Placetailor is acting as green building consultant, codeveloper, design collaborator, and general contractor on this project, with assistance from business partners Colin Booth and Grant Scott. With its team of five architects or designers and a construction crew of eight full-time carpenters, Placetailor typically tackles all aspects of design and construction in-house. However, for this project it brought in a structural engineering firm to help design a foundation and retaining wall that required 8- to 12-foot footings. “We lucked out with the overall soil conditions and location of the ledge under the foundation,” says Anderson.
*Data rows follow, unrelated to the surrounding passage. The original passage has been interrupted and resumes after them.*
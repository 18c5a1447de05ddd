//! Ed25519 request verification and response signing.
//!
//! Signatures travel base64-encoded in HTTP headers and always cover the exact
//! bytes of a body, never a re-serialization of it.

use data_encoding::{BASE64, HEXLOWER_PERMISSIVE};
use ed25519_dalek::{Signature, Signer, SigningKey, VerifyingKey};
use serde::Serialize;
use thiserror::Error;

pub const PUBLIC_KEY_LEN: usize = 32;
pub const SIGNATURE_LEN: usize = 64;
pub const SEED_LEN: usize = 32;

#[derive(Debug, Error, PartialEq, Eq)]
pub enum CryptoError {
    #[error("signature is not valid base64")]
    SignatureEncoding,
    #[error("invalid signature length: expected 64, found {0}")]
    SignatureLength(usize),
    #[error("invalid public key length: expected 32, found {0}")]
    PublicKeyLength(usize),
    #[error("bytes do not encode a curve point")]
    PublicKey,
    #[error("signing seed must be 32 hex-encoded bytes")]
    Seed,
}

/// Decode a base64 signature, rejecting anything that is not exactly
/// [`SIGNATURE_LEN`] bytes before it reaches the curve arithmetic.
pub fn decode_signature(encoded: &str) -> Result<Signature, CryptoError> {
    let bytes = BASE64
        .decode(encoded.trim().as_bytes())
        .map_err(|_| CryptoError::SignatureEncoding)?;
    let bytes: [u8; SIGNATURE_LEN] = bytes
        .as_slice()
        .try_into()
        .map_err(|_| CryptoError::SignatureLength(bytes.len()))?;
    Ok(Signature::from_bytes(&bytes))
}

/// Parse a raw public key, checking its length first.
pub fn public_key_from_bytes(bytes: &[u8]) -> Result<VerifyingKey, CryptoError> {
    let bytes: &[u8; PUBLIC_KEY_LEN] = bytes
        .try_into()
        .map_err(|_| CryptoError::PublicKeyLength(bytes.len()))?;
    VerifyingKey::from_bytes(bytes).map_err(|_| CryptoError::PublicKey)
}

/// Was `message` signed by the holder of `key`?
///
/// Uses strict verification, so malleated or small-order signatures are
/// rejected rather than accepted as equivalent.
pub fn verify(key: &VerifyingKey, message: &[u8], signature: &Signature) -> bool {
    key.verify_strict(message, signature).is_ok()
}

/// Byte-level variant of [`verify`] for callers holding undecoded material.
/// Malformed lengths are an error, not a `false`.
pub fn verify_bytes(
    public_key: &[u8],
    message: &[u8],
    signature: &[u8],
) -> Result<bool, CryptoError> {
    let key = public_key_from_bytes(public_key)?;
    let signature: [u8; SIGNATURE_LEN] = signature
        .try_into()
        .map_err(|_| CryptoError::SignatureLength(signature.len()))?;
    Ok(verify(&key, message, &Signature::from_bytes(&signature)))
}

/// A response body together with the server's signature over those bytes.
#[derive(Debug, Clone, PartialEq, Eq)]
pub struct SignedResponse {
    pub body: Vec<u8>,
    /// Base64 signature, sent in the `VSP-Server-Signature` header.
    pub signature: String,
}

impl SignedResponse {
    /// The body as text. Bodies are always serialized JSON.
    pub fn body_str(&self) -> &str {
        std::str::from_utf8(&self.body).unwrap_or_default()
    }
}

/// The server's signing identity.
#[derive(Clone)]
pub struct ServerSigner {
    key: SigningKey,
}

impl ServerSigner {
    pub fn new(key: SigningKey) -> Self {
        Self { key }
    }

    /// Build a signer from a hex-encoded 32 byte seed, as stored in config.
    pub fn from_hex_seed(seed: &str) -> Result<Self, CryptoError> {
        let bytes = HEXLOWER_PERMISSIVE
            .decode(seed.trim().as_bytes())
            .map_err(|_| CryptoError::Seed)?;
        let seed: [u8; SEED_LEN] = bytes.as_slice().try_into().map_err(|_| CryptoError::Seed)?;
        Ok(Self::new(SigningKey::from_bytes(&seed)))
    }

    /// Generate a fresh random identity.
    pub fn generate() -> Self {
        Self::new(SigningKey::generate(&mut rand::rngs::OsRng))
    }

    pub fn seed_hex(&self) -> String {
        HEXLOWER_PERMISSIVE.encode(&self.key.to_bytes())
    }

    pub fn public_key(&self) -> VerifyingKey {
        self.key.verifying_key()
    }

    /// Base64 encoding of the public key, as advertised to clients.
    pub fn public_key_base64(&self) -> String {
        BASE64.encode(self.public_key().as_bytes())
    }

    /// Sign arbitrary bytes, returning the base64 signature.
    pub fn sign(&self, message: &[u8]) -> String {
        BASE64.encode(&self.key.sign(message).to_bytes())
    }

    /// Serialize `value` to JSON and sign the resulting bytes.
    pub fn sign_json<T: Serialize>(&self, value: &T) -> Result<SignedResponse, serde_json::Error> {
        let body = serde_json::to_vec(value)?;
        let signature = self.sign(&body);
        Ok(SignedResponse { body, signature })
    }
}

impl std::fmt::Debug for ServerSigner {
    fn fmt(&self, f: &mut std::fmt::Formatter<'_>) -> std::fmt::Result {
        f.debug_struct("ServerSigner")
            .field("public_key", &self.public_key_base64())
            .finish_non_exhaustive()
    }
}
No further anchoring or pinning was needed.

The foundation consists of interlocking ICF blocks with 2½ inches of foam on both sides of the reinforcedconcrete wall in every block. This system has several advantages, of which the biggest is that Placetailor’s own crew can install the blocks with no need for an outside concrete contractor.

The 15-inch-thick, double-wall assemblies, insulated with dense-packed cellulose, will deliver an R-value of 56. A rain screen gap will keep bulk water out of the assembly, and a membrane on the interior surface of this gap will serve as both a weather-resistant barrier and the air barrier. The rain screen gaps are being built using furring strips of varying thicknesses to create texture and shadows in the facade. A mixture of cedar shake, cedar lap siding, and fiber cement board adds to the visual interest.

This type of wall construction has worked reliably for Placetailor in many projects. “We have built these walls a number of times over the last eight to ten years,” says Anderson, “and we’ve never had moisture or durability problems.” Placetailor also doesn’t have problems hitting its airtightness targets, reliably achieving 0.3 to 0.4 ACH50 in its housing units. However, even its standards don’t stay standard for too long. “We are always looking at ways to make efficiency improvements,” he adds.

Comfort will be maintained by mini-split heat pumps. Each home will have two evaporator heads, one on the middle floor and one on the top floor. Each unit will also have its own high-efficiency HRV located on the middle floor. Water heating will most likely be supplied by a hybrid heat pump water heater.

Musing somewhat wistfully on the year-round comfort that these units will provide, architect and Placetailor coop owner Miriam Gee says, “We design and build spaces that we would all love to live in.” She adds that Placetailor also aims to keep the total costs reasonable enough—very roughly around $200 per square foot—that the mortgage needed to buy one of its units would be within reach for all of them.

Indeed, Anderson is counting himself among the lucky ones; he recently moved into a Placetailor home—a customized, ground floor unit in a four-family building called Copeland Park. He, his wife, Marisa, and their baby, Simone, are the first Placetailor family to move into a Placetailor home. They are excited to be the guinea pigs testing out some new high-design yet low-cost options and will be keeping close track of their energy usage.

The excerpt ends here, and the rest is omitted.